Dass der Prince of Wales diese Mode erfunden hätte, ist oft zu lesen. Aber tatsächlich kam sie aus Frankreich. Das verrät das Tagebuch der Lady Butler, die 1785 über den Sohn einer befreundeten Familie notierte, er habe vom Kontinent „ein Auge, in Paris gemalt und in einen Ring gefasst“, mitgebracht – „wahrlich eine wirklich französische, wunderbare Idee, die ich bewundere und der ich Schönheit und Originalität zugestehe.“ Und Horace Walpole spottete zur selben Zeit: „Menschliche Torheit, oder eher französische Torheit, kann so weit gehen, mit Leichtigkeit jegliche Albernheit zu übertreffen. Sie wissen doch, Madame, dass es gegenwärtig Mode ist, nicht ein Porträt zu haben, sondern nur ein Auge? Dass dafür eigens ein Franzose herüber kommt, um hier Augen zu malen.“ Die Engländer waren allerdings nicht auf die Franzosen angewiesen. George Engleheart, Miniaturist im Dienst von George III., hielt in einer Kladde fest, zwischen 1775 und 1813 habe er 27 Augenminiaturen gemalt. Und Richard Cosway, seinem Rivalen am Hof, sind die „Augen“ des Prince of Wales (dem späteren George IV.) wie seiner heimlichen Frau zu verdanken. Jeweils 5,5 Guineas waren dafür zu zahlen, wie sich aus Cosways „Listing Unpaid Commissions“ ergibt.

Augenminiaturen Schmuck
Ein blaues Auge ziert die im 19. Jahrhundert gefertigte Brosche aus Gold und Korallen, die 2016 bei Toomey & Co. 2500 Dollar brachte. © Toomey & Co. Auctioneers, Chicago

Dass „niemand nicht weiß“, wessen Auge als Anhänger, Medaillon, Armband, Ring, Brosche, Dosenzier getragen wurde, ist ein Gutteil Mystifikation. Denn Cosway soll das Auge der Mrs. Fitzherbert mehrfach wiederholt haben. Dem schwärmerischen Kult um Lord Byron kamen Porträts seiner Augen entgegen. Auch soll Marie Louise von Österreich, Napoleons zweite Frau, eine größere Sammlung besessen haben. Gewiss nicht nur von Unbekannten. Außerdem entstanden nicht wenige aus demselben Geist wie der biedermeierliche Trauerschmuck aus oder mit Haaren des Verstorbenen – gedacht als eine Art „Conversation Piece“, um den Toten in Erinnerung zu behalten. Rund ein Fünftel der insgesamt etwa Tausend überlieferten Augenminiaturen sollen solche posthumen „Porträts“ sein. Deshalb wurde dem Bild oft eine reale Locke hinzugefügt. Aber es gab auch bedeutungsträchtigere Versionen. Beispielsweise das von Wolken umrahmte Auge über einer Landschaft mit Bäumen und einer Säule an einem See, über der ein brennendes Herz schwebt. Oder den Engel, der einen Vorhang beiseiteschiebt, sodass ein Auge zwischen Wolken sichtbar wird. 6573 Pfund wurden 2002 dafür bei Christie’s in London gezahlt – was ein beachtlicher Preis war.
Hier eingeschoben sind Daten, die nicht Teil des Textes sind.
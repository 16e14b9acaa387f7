use super::{QModel, SubModel1};
use anyhow::{Context, Result};
use candle_core::{DType, Tensor};
use candle_nn::{VarBuilder, VarMap};
use log::info;
use std::path::Path;

/// Frozen copy of a [`QModel`].
///
/// Holds the parameters and the network only. It is never optimized, its
/// parameters change only through [`TargetQModel::sync`] and
/// [`TargetQModel::load`].
pub struct TargetQModel<Q>
where
    Q: SubModel1<Input = Tensor, Output = Tensor>,
{
    varmap: VarMap,
    q: Q,
}

impl<Q> TargetQModel<Q>
where
    Q: SubModel1<Input = Tensor, Output = Tensor>,
    Q::Config: Clone,
{
    /// Builds a network with the configuration and the current parameters of
    /// `qnet`.
    pub fn from_online(qnet: &QModel<Q>) -> Result<Self> {
        let varmap = VarMap::new();
        let q = {
            let vb = VarBuilder::from_varmap(&varmap, DType::F32, qnet.device());
            Q::build(vb, qnet.q_config().clone()).context("failed to build the target network")?
        };
        let target = Self { varmap, q };
        target.sync(qnet)?;
        Ok(target)
    }

    /// Outputs the action-values given a batch of observations, without gradient.
    pub fn forward(&self, obs: &Tensor) -> Result<Tensor> {
        Ok(self.q.forward(obs)?.detach())
    }

    /// Overwrites the parameters with those of `qnet`.
    pub fn sync(&self, qnet: &QModel<Q>) -> Result<()> {
        qnet.snapshot()?.copy_to(&self.varmap)
    }

    /// Number of parameter tensors.
    pub fn n_vars(&self) -> usize {
        self.varmap.all_vars().len()
    }

    /// Saves the parameters as safetensors.
    pub fn save<T: AsRef<Path>>(&self, path: T) -> Result<()> {
        self.varmap.save(&path)?;
        info!("Save target network to {:?}", path.as_ref());
        Ok(())
    }

    /// Loads parameters saved with [`TargetQModel::save`].
    pub fn load<T: AsRef<Path>>(&mut self, path: T) -> Result<()> {
        self.varmap
            .load(&path)
            .with_context(|| format!("failed to load parameters from {:?}", path.as_ref()))?;
        info!("Load target network from {:?}", path.as_ref());
        Ok(())
    }
}
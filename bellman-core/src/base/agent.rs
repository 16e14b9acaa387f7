//! Agent.
use super::Transition;
use crate::record::Record;
use anyhow::Result;
use std::path::Path;

#[cfg_attr(doc, aquamarine::aquamarine)]
/// A value-based agent that acts on an environment and learns from transitions.
///
/// The environment driver interacts with an agent as follows:
///
/// ```mermaid
/// graph LR
///     Env -->|observation|Agent
///     Agent -->|action|Env
///     Env -->|Transition|Agent
///     Agent -->|append|ReplayMemory
///     ReplayMemory -->|batch, every step_train|Agent
/// ```
///
/// `act`, `learn` and `train` must not be called concurrently on the same agent.
pub trait Agent {
    /// Selects an action for a flattened observation.
    fn act(&mut self, obs: &[f32]) -> Result<usize>;

    /// Stores a transition and trains the agent at its training cadence.
    ///
    /// Returns the record of the optimization step if one was performed. If
    /// training fails, the transition stays stored and the step counter stays
    /// advanced.
    fn learn(&mut self, transition: Transition) -> Result<Option<Record>>;

    /// Performs one optimization step on a batch sampled from the replay memory.
    fn train(&mut self) -> Result<Record>;

    /// Called by the driver at the end of each episode.
    fn episode_finished(&mut self) -> Result<()> {
        Ok(())
    }

    /// Allows random actions in [`Agent::act`].
    fn enable_exploration(&mut self);

    /// Makes [`Agent::act`] always greedy.
    fn disable_exploration(&mut self);

    /// Saves the full state of the agent, except the replay memory, in the given directory.
    fn save(&self, path: &Path) -> Result<()>;

    /// Loads an agent saved with [`Agent::save`].
    fn load(path: &Path) -> Result<Self>
    where
        Self: Sized;
}
use crate::opt::OptimizerConfig;
use anyhow::Result;
use serde::{Deserialize, Serialize};
use std::{
    fs::File,
    io::{BufReader, Write},
    path::Path,
};

#[derive(Debug, Deserialize, Serialize, PartialEq, Clone)]
/// Configuration of [`QModel`](super::QModel).
pub struct QModelConfig<Q> {
    pub(crate) q_config: Option<Q>,
    #[serde(default)]
    pub(crate) opt_config: OptimizerConfig,
}

impl<Q> Default for QModelConfig<Q> {
    fn default() -> Self {
        Self {
            q_config: None,
            opt_config: OptimizerConfig::default(),
        }
    }
}

impl<Q> QModelConfig<Q> {
    /// Sets configurations for action-value function.
    pub fn q_config(mut self, v: Q) -> Self {
        self.q_config = Some(v);
        self
    }

    /// Sets optimizer configuration.
    pub fn opt_config(mut self, v: OptimizerConfig) -> Self {
        self.opt_config = v;
        self
    }

    /// Returns the configuration of the action-value function, if set.
    pub fn get_q_config(&self) -> Option<&Q> {
        self.q_config.as_ref()
    }

    /// Returns the optimizer configuration.
    pub fn get_opt_config(&self) -> &OptimizerConfig {
        &self.opt_config
    }
}

impl<Q> QModelConfig<Q>
where
    Q: Serialize + for<'de> Deserialize<'de>,
{
    /// Constructs [`QModelConfig`] from YAML file.
    pub fn load(path: impl AsRef<Path>) -> Result<Self> {
        let file = File::open(path)?;
        let rdr = BufReader::new(file);
        let b = serde_yaml::from_reader(rdr)?;
        Ok(b)
    }

    /// Saves [`QModelConfig`] as a YAML file.
    pub fn save(&self, path: impl AsRef<Path>) -> Result<()> {
        let mut file = File::create(path)?;
        file.write_all(serde_yaml::to_string(&self)?.as_bytes())?;
        Ok(())
    }
}

#[cfg(test)]
mod test {
    use super::*;
    use crate::mlp::MlpConfig;
    use tempdir::TempDir;

    #[test]
    fn test_missing_q_config() -> Result<()> {
        let config: QModelConfig<MlpConfig> =
            serde_yaml::from_str("opt_config:\n  Sgd:\n    lr: 0.5\n")?;
        assert_eq!(config.get_q_config(), None);
        assert_eq!(config.get_opt_config().get_learning_rate(), 0.5);

        let config: QModelConfig<MlpConfig> = serde_yaml::from_str("{}")?;
        assert_eq!(config, QModelConfig::default());
        Ok(())
    }

    #[test]
    fn test_serde_qmodel_config() -> Result<()> {
        let config = QModelConfig::default()
            .q_config(MlpConfig::new(4, vec![16, 16], 2, false))
            .opt_config(OptimizerConfig::adam(0.01));

        let dir = TempDir::new("qmodel_config")?;
        let path = dir.path().join("qmodel_config.yaml");
        config.save(&path)?;
        let config_ = QModelConfig::<MlpConfig>::load(&path)?;
        assert_eq!(config, config_);
        Ok(())
    }
}
//! CategoricalDQN (C51) agent.
//!
//! The value function outputs `n_actions * num_atoms` logits. A softmax over the
//! atoms gives, for each action, a distribution of the return on a fixed
//! [`Support`]. Action values are the expectations of these distributions.
//! Training minimizes the cross-entropy between the predicted distribution of
//! the taken action and the Bellman update of the next-state distribution,
//! projected back onto the support with [`project_distribution`].
mod projection;
use crate::{
    agent::{QAgent, QAgentConfig, RuleConfig, TensorBatch, UpdateRule},
    mlp::Mlp,
    model::{QModel, SubModel1},
    opt::OptimizerConfig,
    util::{argmax_first, CriticLoss, InOutDim},
};
use anyhow::Result;
use bellman_core::{error::BellmanError, ExperienceReplay, ExperienceReplayConfig, ReplayMemory};
use candle_core::{Tensor, D};
use candle_nn::ops::{log_softmax, softmax};
pub use projection::{project_distribution, Support};
use serde::{de::DeserializeOwned, Deserialize, Serialize};
use std::fmt::Debug;

/// CategoricalDQN agent.
pub type CategoricalDqn<Q = Mlp, M = ExperienceReplay> = QAgent<Q, M, CategoricalRule>;

/// Configuration of [`CategoricalDqn`].
pub type CategoricalDqnConfig<QC = crate::mlp::MlpConfig, MC = ExperienceReplayConfig> =
    QAgentConfig<QC, MC, CategoricalRuleConfig>;

/// Parameters of the support of the return distribution.
#[derive(Debug, Deserialize, Serialize, PartialEq, Clone)]
pub struct CategoricalRuleConfig {
    pub(crate) num_atoms: usize,
    pub(crate) r_min: f32,
    pub(crate) r_max: f32,
}

impl Default for CategoricalRuleConfig {
    fn default() -> Self {
        Self {
            num_atoms: 51,
            r_min: -2.0,
            r_max: 2.0,
        }
    }
}

impl RuleConfig for CategoricalRuleConfig {
    const KIND: &'static str = "CategoricalDQN";

    fn validate(&self) -> Result<()> {
        Support::new(self.r_min, self.r_max, self.num_atoms).map(|_| ())
    }

    fn check_loss(&self, loss: &CriticLoss) -> Result<()> {
        match loss {
            CriticLoss::CrossEntropy => Ok(()),
            _ => Err(BellmanError::config(format!(
                "{} is trained with {}, got {}",
                Self::KIND,
                CriticLoss::CrossEntropy,
                loss
            ))
            .into()),
        }
    }

    fn default_loss() -> CriticLoss {
        CriticLoss::CrossEntropy
    }

    fn default_opt_config() -> OptimizerConfig {
        OptimizerConfig::adam(0.01)
    }

    fn out_dim(&self, n_actions: usize) -> usize {
        n_actions * self.num_atoms
    }

    fn describe(&self) -> String {
        format!("-{}-{}-{}", self.num_atoms, self.r_min, self.r_max)
    }
}

impl<QC, MC> QAgentConfig<QC, MC, CategoricalRuleConfig> {
    /// Sets the number of atoms of the support.
    pub fn num_atoms(mut self, v: usize) -> Self {
        self.rule.num_atoms = v;
        self
    }

    /// Sets the bounds of the support.
    pub fn value_range(mut self, r_min: f32, r_max: f32) -> Self {
        self.rule.r_min = r_min;
        self.rule.r_max = r_max;
        self
    }
}

/// Update rule of CategoricalDQN.
pub struct CategoricalRule {
    support: Support,
    // [1, 1, num_atoms]
    atoms: Tensor,
}

impl CategoricalRule {
    /// Support of the return distributions.
    pub fn support(&self) -> &Support {
        &self.support
    }

    /// Log-probabilities, `[batch_size, n_actions, num_atoms]`.
    fn log_probs<Q>(&self, qnet: &QModel<Q>, obs: &Tensor) -> Result<Tensor>
    where
        Q: SubModel1<Input = Tensor, Output = Tensor>,
        Q::Config: Clone,
    {
        log_softmax(&self.logits(qnet, obs)?, D::Minus1).map_err(Into::into)
    }

    /// Probabilities, `[batch_size, n_actions, num_atoms]`.
    pub fn probs<Q>(&self, qnet: &QModel<Q>, obs: &Tensor) -> Result<Tensor>
    where
        Q: SubModel1<Input = Tensor, Output = Tensor>,
        Q::Config: Clone,
    {
        softmax(&self.logits(qnet, obs)?, D::Minus1).map_err(Into::into)
    }

    fn logits<Q>(&self, qnet: &QModel<Q>, obs: &Tensor) -> Result<Tensor>
    where
        Q: SubModel1<Input = Tensor, Output = Tensor>,
        Q::Config: Clone,
    {
        let xs = qnet.forward(obs)?;
        let (batch_size, out_dim) = xs.dims2()?;
        let num_atoms = self.support.num_atoms();
        if out_dim % num_atoms != 0 {
            return Err(BellmanError::shape_mismatch(
                format!("a multiple of {} outputs", num_atoms),
                out_dim,
            )
            .into());
        }
        Ok(xs.reshape((batch_size, out_dim / num_atoms, num_atoms))?)
    }

    fn expectation(&self, probs: &Tensor) -> Result<Tensor> {
        Ok(probs.broadcast_mul(&self.atoms)?.sum(D::Minus1)?)
    }
}

impl<Q> UpdateRule<Q> for CategoricalRule
where
    Q: SubModel1<Input = Tensor, Output = Tensor>,
    Q::Config: Clone,
{
    type Config = CategoricalRuleConfig;

    fn build(config: &Self::Config, qnet: &QModel<Q>) -> Result<Self> {
        let support = Support::new(config.r_min, config.r_max, config.num_atoms)?;
        let atoms = Tensor::from_slice(support.atoms(), (1, 1, support.num_atoms()), qnet.device())?;
        Ok(Self { support, atoms })
    }

    fn action_values(&self, qnet: &QModel<Q>, obs: &Tensor) -> Result<Tensor> {
        self.expectation(&self.probs(qnet, obs)?.detach())
    }

    fn loss(
        &self,
        qnet: &QModel<Q>,
        batch: &TensorBatch,
        gamma: f64,
        _loss: &CriticLoss,
    ) -> Result<Tensor> {
        // Distribution of the greedy next action
        let next_probs = self.probs(qnet, &batch.next_obs)?.detach();
        let q_next = self.expectation(&next_probs)?.to_vec2::<f32>()?;
        let next_probs = next_probs.to_vec3::<f32>()?;
        let next_probs = q_next
            .iter()
            .zip(next_probs)
            .map(|(q, mut p)| p.swap_remove(argmax_first(q)))
            .collect::<Vec<_>>();

        let dones = batch.is_done_host.iter().map(|d| *d != 0).collect::<Vec<_>>();
        let m = project_distribution(
            &next_probs,
            &batch.reward_host,
            &dones,
            gamma as f32,
            &self.support,
        );
        let m = Tensor::from_vec(
            m.concat(),
            (batch.len(), self.support.num_atoms()),
            batch.obs.device(),
        )?;

        // Log-probabilities of the taken actions, [batch_size, num_atoms]
        let log_p = self
            .log_probs(qnet, &batch.obs)?
            .broadcast_mul(&batch.act_one_hot.unsqueeze(2)?)?
            .sum(1)?;

        Ok((m * log_p)?.sum(D::Minus1)?.neg()?.mean_all()?)
    }
}

impl<Q, M> QAgent<Q, M, CategoricalRule>
where
    Q: SubModel1<Input = Tensor, Output = Tensor>,
    Q::Config: Clone + Debug + PartialEq + Serialize + DeserializeOwned + Default + InOutDim,
    M: ReplayMemory,
{
    /// Support of the return distributions.
    pub fn support(&self) -> &Support {
        self.rule.support()
    }

    /// Return distribution of each action for one observation.
    pub fn distributions(&self, obs: &[f32]) -> Result<Vec<Vec<f32>>> {
        self.observation_space.check(obs)?;
        let obs = Tensor::from_slice(obs, (1, obs.len()), &self.device)?;
        let probs = self.rule.probs(&self.qnet, &obs)?;
        Ok(probs.squeeze(0)?.to_vec2::<f32>()?)
    }
}

#[cfg(test)]
mod test {
    use super::*;
    use bellman_core::{Agent, Space, Transition};

    fn config() -> CategoricalDqnConfig {
        CategoricalDqnConfig::default()
            .num_atoms(11)
            .value_range(-1.0, 1.0)
            .batch_size(3)
            .step_train(1)
            .min_transitions_warmup(3)
    }

    #[test]
    fn test_defaults() {
        let config = CategoricalDqnConfig::<crate::mlp::MlpConfig, ExperienceReplayConfig>::default();
        assert_eq!(config.get_loss(), CriticLoss::CrossEntropy);
        assert_eq!(config.get_rule_config().num_atoms, 51);
        assert_eq!(config.get_model_config().get_opt_config().get_learning_rate(), 0.01);
    }

    #[test]
    fn test_invalid_support() {
        for config in [config().num_atoms(1), config().value_range(1.0, 1.0)] {
            let result: Result<CategoricalDqn> =
                CategoricalDqn::build(config, Space::boxed(&[2]), Space::discrete(2));
            let err = result.err().unwrap();
            assert!(matches!(
                err.downcast_ref::<BellmanError>(),
                Some(BellmanError::Configuration(_))
            ));
        }
    }

    #[test]
    fn test_distributions() -> Result<()> {
        let agent: CategoricalDqn = CategoricalDqn::build(config(), Space::boxed(&[2]), Space::discrete(3))?;
        let obs = [0.2, -0.4];
        let dists = agent.distributions(&obs)?;
        assert_eq!(dists.len(), 3);
        for p in dists.iter() {
            assert_eq!(p.len(), 11);
            assert!((p.iter().sum::<f32>() - 1.0).abs() < 1e-5);
        }

        let values = agent.action_values(&obs)?;
        for (p, v) in dists.iter().zip(values.iter()) {
            let e: f32 = p.iter().zip(agent.support().atoms()).map(|(p, z)| p * z).sum();
            assert!((e - v).abs() < 1e-5);
        }
        Ok(())
    }

    #[test]
    fn test_training_step() -> Result<()> {
        let mut agent: CategoricalDqn =
            CategoricalDqn::build(config(), Space::boxed(&[2]), Space::discrete(2))?;
        assert!(agent
            .learn(Transition::new(vec![0.0, 1.0], 0, 1.0, vec![1.0, 0.0], false))?
            .is_none());
        assert!(agent
            .learn(Transition::new(vec![1.0, 0.0], 1, 0.0, vec![0.0, 0.0], false))?
            .is_none());
        let record = agent
            .learn(Transition::new(vec![0.0, 0.0], 1, -1.0, vec![0.0, 0.0], true))?
            .unwrap();

        let loss = record.get_scalar("loss")?;
        assert!(loss.is_finite() && loss >= 0.0);
        assert_eq!(agent.n_opts(), 1);
        Ok(())
    }
}
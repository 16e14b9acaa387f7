//! Environment.
use super::Step;
use crate::Space;
use anyhow::Result;

/// Represents an environment with a discrete action space, typically an MDP.
///
/// Observations are exchanged as flattened `f32` vectors whose length is
/// `observation_space().flat_dim()`.
pub trait Env {
    /// Space of observations.
    fn observation_space(&self) -> Space;

    /// Space of actions. Agents require a [`Space::Discrete`].
    fn action_space(&self) -> Space;

    /// Starts a new episode and returns its first observation.
    fn reset(&mut self) -> Result<Vec<f32>>;

    /// Performs an environment step.
    fn step(&mut self, act: usize) -> Result<Step>;
}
Dasselbe Motiv, wenngleich in einer weniger eleganten Ausführung und mit dem Miniaturporträt einer Dame auf der Rückseite, kam 2016, als die 24 Augenminiaturen aus dem Nachlass von Candice B. Groot bei Toomey & Co in Chicago versteigert wurden, auf 2250 Dollar. Die meisten Zuschläge bewegten sich allerdings zwischen 1000 und 3500 Dollar. Lediglich vier Miniaturen wurden höher bewertet. Am höchsten mit 7930 Dollar ein Herzanhänger mit Auge, wobei aber wohl die massive goldene Kette den Ausschlag gab. Denn ein gleichartiger Anhänger ohne Kette fand im Mai 2003 bei Bonhams in London keinen Käufer.